Segment Open

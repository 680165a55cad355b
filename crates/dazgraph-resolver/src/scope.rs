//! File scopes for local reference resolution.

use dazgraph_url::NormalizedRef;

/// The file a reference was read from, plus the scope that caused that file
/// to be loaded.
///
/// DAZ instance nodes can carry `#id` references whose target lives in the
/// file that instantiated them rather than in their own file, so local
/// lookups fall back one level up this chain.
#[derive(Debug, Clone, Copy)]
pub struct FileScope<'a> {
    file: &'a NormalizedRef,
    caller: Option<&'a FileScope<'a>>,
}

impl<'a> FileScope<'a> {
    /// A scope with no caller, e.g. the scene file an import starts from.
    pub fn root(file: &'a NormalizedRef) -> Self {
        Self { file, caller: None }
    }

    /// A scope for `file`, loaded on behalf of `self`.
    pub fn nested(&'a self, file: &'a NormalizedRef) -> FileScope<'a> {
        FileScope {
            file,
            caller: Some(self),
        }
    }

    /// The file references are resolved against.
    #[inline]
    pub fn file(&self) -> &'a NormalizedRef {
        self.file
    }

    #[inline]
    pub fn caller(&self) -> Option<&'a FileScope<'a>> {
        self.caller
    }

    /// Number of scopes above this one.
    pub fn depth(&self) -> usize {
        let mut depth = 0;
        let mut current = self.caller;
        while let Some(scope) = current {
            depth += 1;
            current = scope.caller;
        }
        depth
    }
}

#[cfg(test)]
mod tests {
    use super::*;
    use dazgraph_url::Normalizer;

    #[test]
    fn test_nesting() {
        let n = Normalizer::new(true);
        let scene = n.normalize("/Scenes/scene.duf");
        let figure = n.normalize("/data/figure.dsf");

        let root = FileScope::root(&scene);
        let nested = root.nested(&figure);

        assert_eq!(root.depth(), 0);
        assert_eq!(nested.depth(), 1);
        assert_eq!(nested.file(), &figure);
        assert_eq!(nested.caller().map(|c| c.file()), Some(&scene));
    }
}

Segment Closed
Segment Open

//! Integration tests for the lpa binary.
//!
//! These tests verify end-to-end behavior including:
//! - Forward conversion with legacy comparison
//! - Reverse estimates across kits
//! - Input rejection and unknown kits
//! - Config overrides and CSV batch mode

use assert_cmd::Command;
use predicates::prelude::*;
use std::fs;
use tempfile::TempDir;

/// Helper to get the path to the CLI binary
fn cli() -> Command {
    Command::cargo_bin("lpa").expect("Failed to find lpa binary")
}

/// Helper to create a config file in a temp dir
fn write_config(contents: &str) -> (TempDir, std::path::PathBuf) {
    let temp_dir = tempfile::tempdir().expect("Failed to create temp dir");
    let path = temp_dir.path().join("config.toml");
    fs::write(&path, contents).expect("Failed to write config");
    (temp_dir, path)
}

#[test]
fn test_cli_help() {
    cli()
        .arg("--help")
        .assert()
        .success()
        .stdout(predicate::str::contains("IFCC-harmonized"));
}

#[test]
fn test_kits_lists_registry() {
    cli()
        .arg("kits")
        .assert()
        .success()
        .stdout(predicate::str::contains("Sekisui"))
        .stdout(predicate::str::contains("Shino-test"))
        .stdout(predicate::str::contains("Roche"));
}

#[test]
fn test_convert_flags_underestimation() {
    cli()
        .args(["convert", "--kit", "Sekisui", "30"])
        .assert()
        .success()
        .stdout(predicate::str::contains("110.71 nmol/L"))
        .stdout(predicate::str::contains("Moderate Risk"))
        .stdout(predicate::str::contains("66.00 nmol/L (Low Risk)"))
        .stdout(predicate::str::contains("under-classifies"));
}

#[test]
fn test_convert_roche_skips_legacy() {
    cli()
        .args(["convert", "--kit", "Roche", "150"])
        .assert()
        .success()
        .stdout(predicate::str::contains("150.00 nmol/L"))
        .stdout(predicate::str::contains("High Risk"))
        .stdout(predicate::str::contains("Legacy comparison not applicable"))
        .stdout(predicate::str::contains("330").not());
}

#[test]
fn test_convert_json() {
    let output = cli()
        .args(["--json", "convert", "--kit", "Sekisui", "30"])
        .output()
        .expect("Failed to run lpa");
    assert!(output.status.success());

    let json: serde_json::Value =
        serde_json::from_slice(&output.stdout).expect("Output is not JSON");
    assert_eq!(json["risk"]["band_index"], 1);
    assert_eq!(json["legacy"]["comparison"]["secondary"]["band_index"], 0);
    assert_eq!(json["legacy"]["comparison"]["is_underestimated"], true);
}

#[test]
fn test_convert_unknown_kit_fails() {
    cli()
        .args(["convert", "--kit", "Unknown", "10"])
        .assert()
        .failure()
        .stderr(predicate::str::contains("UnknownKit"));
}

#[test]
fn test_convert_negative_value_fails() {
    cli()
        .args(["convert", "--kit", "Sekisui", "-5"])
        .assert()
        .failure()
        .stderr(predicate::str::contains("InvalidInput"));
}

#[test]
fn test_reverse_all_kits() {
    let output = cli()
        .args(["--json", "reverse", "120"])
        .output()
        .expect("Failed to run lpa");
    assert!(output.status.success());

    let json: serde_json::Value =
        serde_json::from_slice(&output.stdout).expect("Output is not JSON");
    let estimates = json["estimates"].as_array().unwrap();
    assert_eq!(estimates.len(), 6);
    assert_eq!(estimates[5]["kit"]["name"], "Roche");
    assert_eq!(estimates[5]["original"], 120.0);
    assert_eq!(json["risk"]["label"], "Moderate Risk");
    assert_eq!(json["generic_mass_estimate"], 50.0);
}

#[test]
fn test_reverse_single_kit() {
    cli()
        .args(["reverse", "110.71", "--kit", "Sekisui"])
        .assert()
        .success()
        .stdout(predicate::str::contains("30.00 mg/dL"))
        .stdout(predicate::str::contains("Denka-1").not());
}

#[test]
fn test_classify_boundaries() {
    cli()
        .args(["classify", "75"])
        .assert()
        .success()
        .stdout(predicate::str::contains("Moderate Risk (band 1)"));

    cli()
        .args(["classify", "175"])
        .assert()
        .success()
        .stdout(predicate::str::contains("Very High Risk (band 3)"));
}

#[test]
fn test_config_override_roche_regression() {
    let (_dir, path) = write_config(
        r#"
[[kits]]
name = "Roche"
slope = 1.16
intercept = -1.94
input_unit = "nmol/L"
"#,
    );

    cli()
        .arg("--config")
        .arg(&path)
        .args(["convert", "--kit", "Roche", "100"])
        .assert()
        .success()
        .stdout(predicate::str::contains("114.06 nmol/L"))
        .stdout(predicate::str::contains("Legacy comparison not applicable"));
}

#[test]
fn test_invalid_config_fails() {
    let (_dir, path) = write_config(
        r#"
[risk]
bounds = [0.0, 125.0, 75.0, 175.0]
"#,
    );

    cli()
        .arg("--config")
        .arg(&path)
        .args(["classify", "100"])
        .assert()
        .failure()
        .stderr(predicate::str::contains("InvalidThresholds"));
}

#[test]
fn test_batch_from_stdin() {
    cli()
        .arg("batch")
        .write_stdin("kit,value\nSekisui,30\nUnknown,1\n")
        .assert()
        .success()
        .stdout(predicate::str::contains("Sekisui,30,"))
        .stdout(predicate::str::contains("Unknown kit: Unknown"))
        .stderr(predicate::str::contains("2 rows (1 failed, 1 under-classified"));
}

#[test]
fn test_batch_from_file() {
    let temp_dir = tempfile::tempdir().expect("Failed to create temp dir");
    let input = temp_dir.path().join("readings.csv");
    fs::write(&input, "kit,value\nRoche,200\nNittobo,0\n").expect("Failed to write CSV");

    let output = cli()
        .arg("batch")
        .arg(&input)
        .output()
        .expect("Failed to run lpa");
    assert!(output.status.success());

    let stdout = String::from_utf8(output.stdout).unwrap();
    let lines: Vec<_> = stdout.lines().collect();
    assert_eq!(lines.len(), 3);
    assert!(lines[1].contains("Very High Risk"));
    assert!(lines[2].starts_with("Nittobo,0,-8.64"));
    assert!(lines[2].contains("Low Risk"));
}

Segment Closed

Work instructions:
When the word "current" shows up in a line of the entries, report that line.

Solution to the exercise:
        let mut current = self.caller;
        while let Some(scope) = current {
            current = scope.caller;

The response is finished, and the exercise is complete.